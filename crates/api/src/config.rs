/// Which Configuration Store backs the server.
#[derive(Debug, Clone, Copy, PartialEq, Eq)]
pub enum StoreBackend {
    /// PostgreSQL via `DATABASE_URL` (default).
    Postgres,
    /// Process memory; state is lost on restart.
    Memory,
}

impl StoreBackend {
    fn from_env_value(value: &str) -> Self {
        match value.trim().to_ascii_lowercase().as_str() {
            "memory" => Self::Memory,
            "postgres" | "postgresql" | "" => Self::Postgres,
            other => panic!("STORE_BACKEND must be 'postgres' or 'memory', got '{other}'"),
        }
    }
}

/// Settings for the live F5 controller client.
#[derive(Debug, Clone)]
pub struct ControllerConfig {
    /// Per-request timeout in seconds (default: `20`).
    pub timeout_secs: u64,
    /// Accept self-signed controller certificates (default: `true`; lab
    /// BIG-IPs rarely carry a trusted certificate).
    pub accept_invalid_certs: bool,
}

impl Default for ControllerConfig {
    fn default() -> Self {
        Self {
            timeout_secs: 20,
            accept_invalid_certs: true,
        }
    }
}

/// Server configuration loaded from environment variables.
///
/// All fields have sensible defaults suitable for local development.
/// In production, override via environment variables.
#[derive(Debug, Clone)]
pub struct ServerConfig {
    /// Bind address (default: `0.0.0.0`).
    pub host: String,
    /// Bind port (default: `3000`).
    pub port: u16,
    /// Allowed CORS origins, parsed from comma-separated `CORS_ORIGINS` env var.
    pub cors_origins: Vec<String>,
    /// HTTP request timeout in seconds (default: `30`).
    pub request_timeout_secs: u64,
    /// Store backend (default: PostgreSQL).
    pub store_backend: StoreBackend,
    /// Live controller client settings.
    pub controller: ControllerConfig,
}

impl ServerConfig {
    /// Load configuration from environment variables with defaults.
    ///
    /// | Env Var                          | Default                  |
    /// |----------------------------------|--------------------------|
    /// | `HOST`                           | `0.0.0.0`                |
    /// | `PORT`                           | `3000`                   |
    /// | `CORS_ORIGINS`                   | `http://localhost:4200`  |
    /// | `REQUEST_TIMEOUT_SECS`           | `30`                     |
    /// | `STORE_BACKEND`                  | `postgres`               |
    /// | `CONTROLLER_TIMEOUT_SECS`        | `20`                     |
    /// | `CONTROLLER_ACCEPT_INVALID_CERTS`| `true`                   |
    pub fn from_env() -> Self {
        let host = std::env::var("HOST").unwrap_or_else(|_| "0.0.0.0".into());

        let port: u16 = std::env::var("PORT")
            .unwrap_or_else(|_| "3000".into())
            .parse()
            .expect("PORT must be a valid u16");

        let cors_origins: Vec<String> = std::env::var("CORS_ORIGINS")
            .unwrap_or_else(|_| "http://localhost:4200".into())
            .split(',')
            .map(|s| s.trim().to_string())
            .filter(|s| !s.is_empty())
            .collect();

        let request_timeout_secs: u64 = std::env::var("REQUEST_TIMEOUT_SECS")
            .unwrap_or_else(|_| "30".into())
            .parse()
            .expect("REQUEST_TIMEOUT_SECS must be a valid u64");

        let store_backend = StoreBackend::from_env_value(
            &std::env::var("STORE_BACKEND").unwrap_or_default(),
        );

        let timeout_secs: u64 = std::env::var("CONTROLLER_TIMEOUT_SECS")
            .unwrap_or_else(|_| "20".into())
            .parse()
            .expect("CONTROLLER_TIMEOUT_SECS must be a valid u64");

        let accept_invalid_certs: bool = std::env::var("CONTROLLER_ACCEPT_INVALID_CERTS")
            .unwrap_or_else(|_| "true".into())
            .parse()
            .expect("CONTROLLER_ACCEPT_INVALID_CERTS must be true or false");

        Self {
            host,
            port,
            cors_origins,
            request_timeout_secs,
            store_backend,
            controller: ControllerConfig {
                timeout_secs,
                accept_invalid_certs,
            },
        }
    }
}
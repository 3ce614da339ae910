use crate::types::DbId;

#[derive(Debug, thiserror::Error)]
pub enum CoreError {
    #[error("Entity not found: {entity} with id {id}")]
    NotFound { entity: &'static str, id: DbId },

    #[error("Validation failed: {0}")]
    Validation(String),

    #[error("Conflict: {0}")]
    Conflict(String),

    #[error("Unauthorized: {0}")]
    Unauthorized(String),

    /// The live F5 controller could not be reached or answered with an
    /// unexpected status.
    #[error("Controller unreachable: {0}")]
    ControllerUnreachable(String),

    #[error("Internal error: {0}")]
    Internal(String),
}
//! Lab controller row.

use albmig_core::lab_controller::LabControllerDetails;
use albmig_core::types::Timestamp;
use sqlx::FromRow;

/// The singleton row of the `lab_controller_details` table.
#[derive(Debug, Clone, FromRow)]
pub struct LabControllerRow {
    pub host: String,
    pub username: String,
    pub credentials_ref: String,
    pub last_fetched_at: Option<Timestamp>,
    pub updated_at: Timestamp,
}

impl From<LabControllerRow> for LabControllerDetails {
    fn from(row: LabControllerRow) -> Self {
        Self {
            host: row.host,
            username: row.username,
            credentials_ref: row.credentials_ref,
            last_fetched_at: row.last_fetched_at,
            updated_at: row.updated_at,
        }
    }
}
//! Lab controller connection details and their validation.
//!
//! Only the shape of the input is checked here. Whether the host is reachable
//! is discovered by the live fetch, never on save.

use std::net::{IpAddr, Ipv6Addr};
use std::sync::LazyLock;

use regex::Regex;
use serde::{Deserialize, Serialize};

use crate::error::CoreError;
use crate::types::Timestamp;

/// Maximum length of a DNS host name.
pub const MAX_HOST_LEN: usize = 253;

/// The single configured lab controller.
#[derive(Debug, Clone, PartialEq, Serialize, Deserialize)]
#[serde(rename_all = "camelCase")]
pub struct LabControllerDetails {
    pub host: String,
    pub username: String,
    /// Name of the server-side secret holding the password.
    pub credentials_ref: String,
    pub last_fetched_at: Option<Timestamp>,
    pub updated_at: Timestamp,
}

/// Body of `POST /lab-controller`.
#[derive(Debug, Clone, PartialEq, Serialize, Deserialize)]
#[serde(rename_all = "camelCase")]
pub struct SetLabControllerDetails {
    pub host: String,
    pub username: String,
    pub credentials_ref: String,
}

impl SetLabControllerDetails {
    /// Trim surrounding whitespace from every field.
    pub fn normalized(&self) -> Self {
        Self {
            host: self.host.trim().to_string(),
            username: self.username.trim().to_string(),
            credentials_ref: self.credentials_ref.trim().to_string(),
        }
    }
}

static HOSTNAME_RE: LazyLock<Regex> = LazyLock::new(|| {
    Regex::new(r"^[A-Za-z0-9]([A-Za-z0-9-]{0,61}[A-Za-z0-9])?(\.[A-Za-z0-9]([A-Za-z0-9-]{0,61}[A-Za-z0-9])?)*$")
        .expect("valid regex")
});

/// Environment-variable style secret names.
static CREDENTIALS_REF_RE: LazyLock<Regex> =
    LazyLock::new(|| Regex::new(r"^[A-Za-z_][A-Za-z0-9_]*$").expect("valid regex"));

/// Validate a controller host: an IP address, a bracketed IPv6 address, or a
/// DNS name. IPv4, bracketed IPv6 and names may carry a `:port` suffix.
pub fn validate_host(host: &str) -> Result<(), CoreError> {
    if host.is_empty() {
        return Err(CoreError::Validation("Controller host must not be empty".to_string()));
    }
    if host.len() > MAX_HOST_LEN {
        return Err(CoreError::Validation(format!(
            "Controller host exceeds {MAX_HOST_LEN} characters"
        )));
    }
    if host.parse::<IpAddr>().is_ok() {
        return Ok(());
    }
    if let Some(rest) = host.strip_prefix('[') {
        return validate_bracketed_v6(host, rest);
    }

    let name = match host.rsplit_once(':') {
        Some((name, port)) => {
            if port.parse::<u16>().is_err() {
                return Err(CoreError::Validation(format!(
                    "Controller host '{host}' has an invalid port"
                )));
            }
            name
        }
        None => host,
    };

    if name.parse::<IpAddr>().is_ok() || HOSTNAME_RE.is_match(name) {
        Ok(())
    } else {
        Err(CoreError::Validation(format!(
            "Controller host '{host}' is not a valid IP address or host name"
        )))
    }
}

/// `[v6]` or `[v6]:port`; `rest` is everything after the opening bracket.
fn validate_bracketed_v6(host: &str, rest: &str) -> Result<(), CoreError> {
    let invalid = || {
        CoreError::Validation(format!(
            "Controller host '{host}' is not a valid bracketed IPv6 address"
        ))
    };
    let (addr, tail) = rest.split_once(']').ok_or_else(invalid)?;
    addr.parse::<Ipv6Addr>().map_err(|_| invalid())?;
    match tail.strip_prefix(':') {
        None if tail.is_empty() => Ok(()),
        Some(port) if port.parse::<u16>().is_ok() => Ok(()),
        _ => Err(CoreError::Validation(format!(
            "Controller host '{host}' has an invalid port"
        ))),
    }
}

/// Validate a full set-details request (after [`SetLabControllerDetails::normalized`]).
pub fn validate_details(input: &SetLabControllerDetails) -> Result<(), CoreError> {
    validate_host(&input.host)?;
    if input.username.is_empty() {
        return Err(CoreError::Validation(
            "Controller username must not be empty".to_string(),
        ));
    }
    if !CREDENTIALS_REF_RE.is_match(&input.credentials_ref) {
        return Err(CoreError::Validation(format!(
            "Credentials reference '{}' must be an environment-style name (letters, digits, underscore)",
            input.credentials_ref
        )));
    }
    Ok(())
}
//! Handlers for migration progress and per-virtual-service review.
//!
//! Everything here is scoped to the current (most recent) migration run.

use albmig_core::conversion::{self, GenerateConfiguration, GeneratedConfiguration};
use albmig_core::error::CoreError;
use albmig_core::migration::{
    AcceptConfiguration, IncompleteMigrationsBatch, MigrationRef, MigrationStatus,
    Transition, VirtualServiceMigration,
};
use albmig_core::overview::{MigrationOverview, StatusCounts};
use albmig_core::types::DbId;
use albmig_db::ConfigurationStore;
use axum::extract::State;
use axum::http::StatusCode;
use axum::response::IntoResponse;
use axum::Json;

use crate::error::{AppError, AppResult};
use crate::handlers::require_current_run;
use crate::response::DataResponse;
use crate::state::AppState;

// ---------------------------------------------------------------------------
// Helpers
// ---------------------------------------------------------------------------

/// Build the review worklist of the current run.
///
/// Shared with the live-fetch handler, which returns the refreshed batch.
pub async fn incomplete_batch(
    store: &dyn ConfigurationStore,
) -> Result<IncompleteMigrationsBatch, sqlx::Error> {
    let Some(run) = store.current_run().await? else {
        return Ok(IncompleteMigrationsBatch::default());
    };
    let all = store.list_virtual_services(run.id).await?;
    Ok(IncompleteMigrationsBatch::from_run(Some(run.id), all))
}

/// Move one virtual service to `target`, applying the transition rules.
///
/// Reapplying the current status returns the row unchanged without a write.
/// The rule is checked again by the guarded write in the store, so a row
/// completed by a concurrent request is never reopened.
async fn transition(
    store: &dyn ConfigurationStore,
    id: DbId,
    target: MigrationStatus,
    avi_ref: Option<&str>,
) -> AppResult<VirtualServiceMigration> {
    let not_found = || {
        AppError::Core(CoreError::NotFound {
            entity: "VirtualServiceMigration",
            id,
        })
    };

    let current = store.find_virtual_service(id).await?.ok_or_else(not_found)?;

    match current.status.transition_to(target)? {
        Transition::Unchanged => {
            tracing::debug!(migration_id = id, status = %target, "Status already set; no-op");
            Ok(current)
        }
        Transition::Applied => {
            let Some(updated) = store.update_status(id, target, avi_ref).await? else {
                // Another request completed the row (or removed it) between
                // the read and the guarded write.
                let latest = store.find_virtual_service(id).await?.ok_or_else(not_found)?;
                return match latest.status.transition_to(target)? {
                    Transition::Unchanged => Ok(latest),
                    Transition::Applied => Err(AppError::Core(CoreError::Conflict(format!(
                        "Virtual service migration {id} changed concurrently; retry"
                    )))),
                };
            };
            tracing::info!(
                migration_id = id,
                run_id = updated.run_id,
                from = %current.status,
                to = %target,
                "Virtual service migration status changed"
            );
            Ok(updated)
        }
    }
}

// ---------------------------------------------------------------------------
// GET /configuration/overview
// ---------------------------------------------------------------------------

/// Aggregate counts for the current run. Recomputed on every request.
pub async fn get_overview(State(state): State<AppState>) -> AppResult<impl IntoResponse> {
    let counts = match state.store.current_run().await? {
        Some(run) => state.store.status_counts(run.id).await?,
        None => StatusCounts::default(),
    };
    Ok(Json(DataResponse {
        data: MigrationOverview::from(counts),
    }))
}

// ---------------------------------------------------------------------------
// GET /configuration/incomplete-migrations
// ---------------------------------------------------------------------------

/// Every virtual service still needing review, in import order.
pub async fn get_incomplete_migrations(
    State(state): State<AppState>,
) -> AppResult<impl IntoResponse> {
    let batch = incomplete_batch(state.store.as_ref()).await?;
    Ok(Json(DataResponse { data: batch }))
}

// ---------------------------------------------------------------------------
// POST /configuration/accept-configuration
// ---------------------------------------------------------------------------

/// Mark a virtual service completed, optionally recording its Avi name.
pub async fn accept_configuration(
    State(state): State<AppState>,
    Json(body): Json<AcceptConfiguration>,
) -> AppResult<impl IntoResponse> {
    let avi_ref = body
        .avi_ref
        .as_deref()
        .map(str::trim)
        .filter(|s| !s.is_empty());
    let updated = transition(
        state.store.as_ref(),
        body.id,
        MigrationStatus::Completed,
        avi_ref,
    )
    .await?;
    Ok(Json(DataResponse { data: updated }))
}

// ---------------------------------------------------------------------------
// POST /configuration/skip-migration
// ---------------------------------------------------------------------------

pub async fn skip_migration(
    State(state): State<AppState>,
    Json(body): Json<MigrationRef>,
) -> AppResult<impl IntoResponse> {
    let updated = transition(
        state.store.as_ref(),
        body.id,
        MigrationStatus::Skipped,
        None,
    )
    .await?;
    Ok(Json(DataResponse { data: updated }))
}

// ---------------------------------------------------------------------------
// POST /configuration/start-migration
// ---------------------------------------------------------------------------

/// Mark a virtual service as under review (the operator opened the editor).
pub async fn start_migration(
    State(state): State<AppState>,
    Json(body): Json<MigrationRef>,
) -> AppResult<impl IntoResponse> {
    let updated = transition(
        state.store.as_ref(),
        body.id,
        MigrationStatus::InReview,
        None,
    )
    .await?;
    Ok(Json(DataResponse { data: updated }))
}

// ---------------------------------------------------------------------------
// POST /configuration/generate-configuration
// ---------------------------------------------------------------------------

/// Append converter output (conversion status + Avi output) to the current run.
pub async fn generate_configuration(
    State(state): State<AppState>,
    Json(body): Json<GenerateConfiguration>,
) -> AppResult<impl IntoResponse> {
    conversion::validate_conversion_status(&body.conversion_status)?;
    conversion::validate_avi_output(&body.avi_output)?;

    let run = require_current_run(state.store.as_ref()).await?;

    let conversion_status = state
        .store
        .insert_conversion_status(run.id, &body.conversion_status)
        .await?;
    let avi_output = state
        .store
        .insert_avi_output(run.id, &body.avi_output)
        .await?;

    tracing::info!(
        run_id = run.id,
        conversion_status_id = conversion_status.id,
        avi_output_id = avi_output.id,
        "Configuration documents stored"
    );

    Ok((
        StatusCode::CREATED,
        Json(DataResponse {
            data: GeneratedConfiguration {
                conversion_status,
                avi_output,
            },
        }),
    ))
}

// ---------------------------------------------------------------------------
// GET /configuration/conversion-status
// ---------------------------------------------------------------------------

pub async fn get_conversion_status(
    State(state): State<AppState>,
) -> AppResult<impl IntoResponse> {
    let run = require_current_run(state.store.as_ref()).await?;
    let doc = state
        .store
        .latest_conversion_status(run.id)
        .await?
        .ok_or_else(|| {
            AppError::NotFound(format!("No conversion status stored for run {}", run.id))
        })?;
    Ok(Json(DataResponse { data: doc }))
}

// ---------------------------------------------------------------------------
// GET /configuration/avi-output
// ---------------------------------------------------------------------------

pub async fn get_avi_output(State(state): State<AppState>) -> AppResult<impl IntoResponse> {
    let run = require_current_run(state.store.as_ref()).await?;
    let doc = state
        .store
        .latest_avi_output(run.id)
        .await?
        .ok_or_else(|| AppError::NotFound(format!("No Avi output stored for run {}", run.id)))?;
    Ok(Json(DataResponse { data: doc }))
}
* * * *
* **What to do**
Copy all lines from the material that contain "struct".

* **Response below**
pub struct ControllerConfig {
pub struct ServerConfig {
pub struct LabControllerRow {
pub struct LabControllerDetails {
pub struct SetLabControllerDetails {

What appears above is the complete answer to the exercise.